The meaning of the term “intentional act” in our jurisdictional analysis is essentially the same as in the context of intentional torts; namely, the defendant must act with the “intent to perform an actual, physical act in the real world.” Schwarzenegger, 374 F.3d at 806. Here, Weston committed an intentional act when he spoke with Coats about the technology. Thus, the first prong is easily satisfied.
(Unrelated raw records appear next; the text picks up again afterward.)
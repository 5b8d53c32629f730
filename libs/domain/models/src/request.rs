// [libs/domain/models/src/request.rs]
/*!
 * =================================================================
 * APARATO: SIMULATION REQUEST MODEL (V4.2 - PRODUCTION MASTER)
 * CLASIFICACIÓN: DOMAIN MODELS (ESTRATO L2)
 * RESPONSABILIDAD: PETICIÓN SELLADA DE EJECUCIÓN DE SIMULACIÓN
 *
 * # Invariante de inmutabilidad:
 * La petición se valida y se sella en el constructor. Ninguna
 * operación posterior muta su contenido; cada trabajo del lote
 * recibe su propia petición concreta.
 * =================================================================
 */

use crate::errors::ModelFault;

/// Nombres de etiqueta vetados: colisionan con columnas de exportación
/// que el reductor emite por cuenta propia.
pub const RESERVED_TAG_NAMES: &[&str] = &["replicate", "step", "variable"];

/// Conjunto ordenado de etiquetas personalizadas (nombre → valor).
///
/// Preserva el orden de declaración del operador: ese orden fija las
/// columnas adicionales de los sumideros CSV.
#[derive(Debug, Clone, Default, PartialEq, Eq)]
pub struct CustomTagSet {
    entries: Vec<(String, String)>,
}

impl CustomTagSet {
    pub fn new() -> Self {
        Self { entries: Vec::new() }
    }

    /// Construye el conjunto validando nombres reservados y duplicados.
    pub fn try_from_pairs(
        declared_pairs: impl IntoIterator<Item = (String, String)>,
    ) -> Result<Self, ModelFault> {
        let mut validated_set = CustomTagSet::new();
        for (tag_name, tag_value) in declared_pairs {
            validated_set.try_insert(tag_name, tag_value)?;
        }
        Ok(validated_set)
    }

    pub fn try_insert(&mut self, tag_name: String, tag_value: String) -> Result<(), ModelFault> {
        if RESERVED_TAG_NAMES.contains(&tag_name.as_str()) {
            return Err(ModelFault::ReservedTagName(tag_name));
        }
        if self.entries.iter().any(|(existing_name, _)| *existing_name == tag_name) {
            return Err(ModelFault::DuplicateTagName(tag_name));
        }
        self.entries.push((tag_name, tag_value));
        Ok(())
    }

    pub fn iter(&self) -> impl Iterator<Item = (&str, &str)> {
        self.entries
            .iter()
            .map(|(tag_name, tag_value)| (tag_name.as_str(), tag_value.as_str()))
    }

    pub fn names(&self) -> impl Iterator<Item = &str> {
        self.entries.iter().map(|(tag_name, _)| tag_name.as_str())
    }

    pub fn len(&self) -> usize {
        self.entries.len()
    }

    pub fn is_empty(&self) -> bool {
        self.entries.is_empty()
    }
}

/// Mapa nominal archivo → contenido, con orden de inserción estable.
///
/// El orden de inserción es contractual: el empaquetador de datos
/// externos serializa las entradas exactamente en este orden.
#[derive(Debug, Clone, Default, PartialEq, Eq)]
pub struct ExternalDataSet {
    entries: Vec<(String, Vec<u8>)>,
}

impl ExternalDataSet {
    pub fn new() -> Self {
        Self { entries: Vec::new() }
    }

    /// Inserta o reemplaza en sitio, preservando la posición original.
    pub fn insert(&mut self, logical_filename: String, content_bytes: Vec<u8>) {
        if let Some(existing_slot) = self
            .entries
            .iter_mut()
            .find(|(existing_name, _)| *existing_name == logical_filename)
        {
            existing_slot.1 = content_bytes;
        } else {
            self.entries.push((logical_filename, content_bytes));
        }
    }

    pub fn get(&self, logical_filename: &str) -> Option<&[u8]> {
        self.entries
            .iter()
            .find(|(existing_name, _)| existing_name == logical_filename)
            .map(|(_, content_bytes)| content_bytes.as_slice())
    }

    pub fn iter(&self) -> impl Iterator<Item = (&str, &[u8])> {
        self.entries
            .iter()
            .map(|(logical_filename, content_bytes)| (logical_filename.as_str(), content_bytes.as_slice()))
    }

    pub fn len(&self) -> usize {
        self.entries.len()
    }

    pub fn is_empty(&self) -> bool {
        self.entries.is_empty()
    }
}

impl FromIterator<(String, Vec<u8>)> for ExternalDataSet {
    fn from_iter<I: IntoIterator<Item = (String, Vec<u8>)>>(source: I) -> Self {
        let mut assembled_set = ExternalDataSet::new();
        for (logical_filename, content_bytes) in source {
            assembled_set.insert(logical_filename, content_bytes);
        }
        assembled_set
    }
}

/// Petición soberana de ejecución: el contrato completo que una
/// estrategia (líder local o líder remoto) necesita para despachar.
#[derive(Debug, Clone)]
pub struct SimulationRequest {
    simulation_code: String,
    simulation_name: String,
    replicate_count: u32,
    favor_big_decimal: bool,
    endpoint_uri: String,
    api_key: Option<String>,
    external_data: ExternalDataSet,
    custom_tags: CustomTagSet,
}

impl SimulationRequest {
    /// Sella una nueva petición de ejecución.
    ///
    /// # Errors:
    /// - `ReplicateCountInvalid` si el conteo de réplicas es cero.
    #[allow(clippy::too_many_arguments)]
    pub fn new(
        simulation_code: String,
        simulation_name: String,
        replicate_count: u32,
        favor_big_decimal: bool,
        endpoint_uri: String,
        api_key: Option<String>,
        external_data: ExternalDataSet,
        custom_tags: CustomTagSet,
    ) -> Result<Self, ModelFault> {
        if replicate_count < 1 {
            return Err(ModelFault::ReplicateCountInvalid(replicate_count));
        }
        Ok(Self {
            simulation_code,
            simulation_name,
            replicate_count,
            favor_big_decimal,
            endpoint_uri,
            api_key,
            external_data,
            custom_tags,
        })
    }

    pub fn simulation_code(&self) -> &str {
        &self.simulation_code
    }

    pub fn simulation_name(&self) -> &str {
        &self.simulation_name
    }

    pub fn replicate_count(&self) -> u32 {
        self.replicate_count
    }

    pub fn favor_big_decimal(&self) -> bool {
        self.favor_big_decimal
    }

    pub fn endpoint_uri(&self) -> &str {
        &self.endpoint_uri
    }

    pub fn api_key(&self) -> Option<&str> {
        self.api_key.as_deref()
    }

    pub fn external_data(&self) -> &ExternalDataSet {
        &self.external_data
    }

    pub fn custom_tags(&self) -> &CustomTagSet {
        &self.custom_tags
    }

    /// Deriva una petición idéntica con otro mapa de datos externos y
    /// otro conteo de réplicas: la forma en que el lote materializa
    /// cada trabajo concreto sin romper la inmutabilidad del template.
    pub fn with_job_overrides(
        &self,
        external_data: ExternalDataSet,
        replicate_count: u32,
    ) -> Result<Self, ModelFault> {
        Self::new(
            self.simulation_code.clone(),
            self.simulation_name.clone(),
            replicate_count,
            self.favor_big_decimal,
            self.endpoint_uri.clone(),
            self.api_key.clone(),
            external_data,
            self.custom_tags.clone(),
        )
    }
}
The second prong of our test, “express aiming,” asks whether the defendant's allegedly tortious action was “expressly aimed at the forum.” Brayton Purcell LLP v. Recordon & Recordon, 606 F.3d 1124, 1129 (9th Cir.2010). The exact form of our analysis varies from case to case and “depends, to a significant degree, on the specific type of tort or other wrongful conduct at issue.” Schwarzenegger, 374 F.3d at 807. In this case, Picot alleges intentional interference with a contract, so we must ask whether Weston expressly aimed such interference at California. Picot argues that this requirement is met because Weston targeted Picot, a California resident. See Wash. Shoe Co., 704 F.3d at 675.
In assessing Picot's arguments, we are guided by the Supreme Court's recent decision in Walden. There, the Court reinforced the traditional understanding that our personal jurisdiction analysis must focus on the defendant's contacts with the forum state, not the defendant's contacts with a resident of the forum. In Walden, a Georgia police officer, working with DEA agents, seized money belonging to two professional gamblers in a Georgia airport and later helped draft a false affidavit to show probable cause for the seizure. 134 S.Ct. at 1119–20. The gamblers, residents of California and Nevada, filed suit against the police officer in Nevada, alleging violations of their Fourth Amendment rights. Id. at 1120. The Supreme Court held that the officer lacked sufficient contacts with Nevada to subject him to jurisdiction there. Id. at 1126. The proper analysis in tort cases as well as contract cases, the Court reiterated, “looks to the defendant's contacts with the forum State itself, not the defendant's contacts with persons who reside there.” Id. at 1122. “[T]he plaintiff cannot be the only link between the defendant and the forum.” Id. Turning to the specific injury alleged, the Court noted that the gamblers' lack of access to their seized funds had no meaningful connection to Nevada because they “would have experienced this same lack of access in California, Mississippi, or wherever else they might have traveled and found themselves wanting more money than they had.” Id. at 1125. Because the plaintiffs' injury was not “tethered to Nevada in any meaningful way,” the Court concluded that it did not create a jurisdictionally sufficient contact. Id.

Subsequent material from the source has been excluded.